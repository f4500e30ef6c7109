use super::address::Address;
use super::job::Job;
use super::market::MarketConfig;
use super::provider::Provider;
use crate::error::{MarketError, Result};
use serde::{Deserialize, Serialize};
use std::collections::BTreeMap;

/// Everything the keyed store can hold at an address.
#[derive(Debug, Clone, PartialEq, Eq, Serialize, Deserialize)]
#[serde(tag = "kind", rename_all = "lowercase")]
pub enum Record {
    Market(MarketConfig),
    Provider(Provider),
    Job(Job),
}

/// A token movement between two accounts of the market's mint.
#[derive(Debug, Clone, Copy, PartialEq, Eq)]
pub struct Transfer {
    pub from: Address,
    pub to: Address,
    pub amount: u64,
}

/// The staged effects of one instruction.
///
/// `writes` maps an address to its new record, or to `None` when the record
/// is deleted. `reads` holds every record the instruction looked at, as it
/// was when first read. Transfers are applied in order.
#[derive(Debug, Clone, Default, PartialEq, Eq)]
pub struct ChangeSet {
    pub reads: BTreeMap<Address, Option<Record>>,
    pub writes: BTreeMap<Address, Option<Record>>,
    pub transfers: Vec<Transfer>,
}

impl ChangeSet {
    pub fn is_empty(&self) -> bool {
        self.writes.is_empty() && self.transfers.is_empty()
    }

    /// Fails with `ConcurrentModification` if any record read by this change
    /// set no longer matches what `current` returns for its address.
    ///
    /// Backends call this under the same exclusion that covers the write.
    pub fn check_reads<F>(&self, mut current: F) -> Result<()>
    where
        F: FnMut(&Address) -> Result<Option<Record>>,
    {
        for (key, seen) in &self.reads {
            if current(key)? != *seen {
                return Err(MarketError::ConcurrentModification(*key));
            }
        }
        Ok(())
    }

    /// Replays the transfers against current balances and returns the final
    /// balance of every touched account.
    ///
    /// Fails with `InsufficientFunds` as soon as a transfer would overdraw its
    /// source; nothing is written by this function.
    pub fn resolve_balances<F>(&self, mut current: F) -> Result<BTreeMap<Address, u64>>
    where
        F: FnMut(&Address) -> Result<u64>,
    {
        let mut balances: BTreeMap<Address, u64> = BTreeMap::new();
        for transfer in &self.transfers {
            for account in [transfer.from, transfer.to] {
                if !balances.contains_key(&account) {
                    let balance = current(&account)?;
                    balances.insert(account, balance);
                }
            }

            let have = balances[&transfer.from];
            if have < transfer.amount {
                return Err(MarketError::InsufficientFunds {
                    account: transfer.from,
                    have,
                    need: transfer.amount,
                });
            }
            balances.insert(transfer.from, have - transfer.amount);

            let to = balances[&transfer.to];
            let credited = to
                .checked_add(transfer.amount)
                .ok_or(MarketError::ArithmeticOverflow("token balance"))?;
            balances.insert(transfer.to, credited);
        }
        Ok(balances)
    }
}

════

**Description of the task**
From the line containing "self.writes.is_empty() && self.transfers.is_empty()" down to the last line of the records, transcribe every line exactly and add nothing else.

**Exercise solution**
        self.writes.is_empty() && self.transfers.is_empty()
    }

    /// Fails with `ConcurrentModification` if any record read by this change
    /// set no longer matches what `current` returns for its address.
    ///
    /// Backends call this under the same exclusion that covers the write.
    pub fn check_reads<F>(&self, mut current: F) -> Result<()>
    where
        F: FnMut(&Address) -> Result<Option<Record>>,
    {
        for (key, seen) in &self.reads {
            if current(key)? != *seen {
                return Err(MarketError::ConcurrentModification(*key));
            }
        }
        Ok(())
    }

    /// Replays the transfers against current balances and returns the final
    /// balance of every touched account.
    ///
    /// Fails with `InsufficientFunds` as soon as a transfer would overdraw its
    /// source; nothing is written by this function.
    pub fn resolve_balances<F>(&self, mut current: F) -> Result<BTreeMap<Address, u64>>
    where
        F: FnMut(&Address) -> Result<u64>,
    {
        let mut balances: BTreeMap<Address, u64> = BTreeMap::new();
        for transfer in &self.transfers {
            for account in [transfer.from, transfer.to] {
                if !balances.contains_key(&account) {
                    let balance = current(&account)?;
                    balances.insert(account, balance);
                }
            }

            let have = balances[&transfer.from];
            if have < transfer.amount {
                return Err(MarketError::InsufficientFunds {
                    account: transfer.from,
                    have,
                    need: transfer.amount,
                });
            }
            balances.insert(transfer.from, have - transfer.amount);

            let to = balances[&transfer.to];
            let credited = to
                .checked_add(transfer.amount)
                .ok_or(MarketError::ArithmeticOverflow("token balance"))?;
            balances.insert(transfer.to, credited);
        }
        Ok(balances)
    }
}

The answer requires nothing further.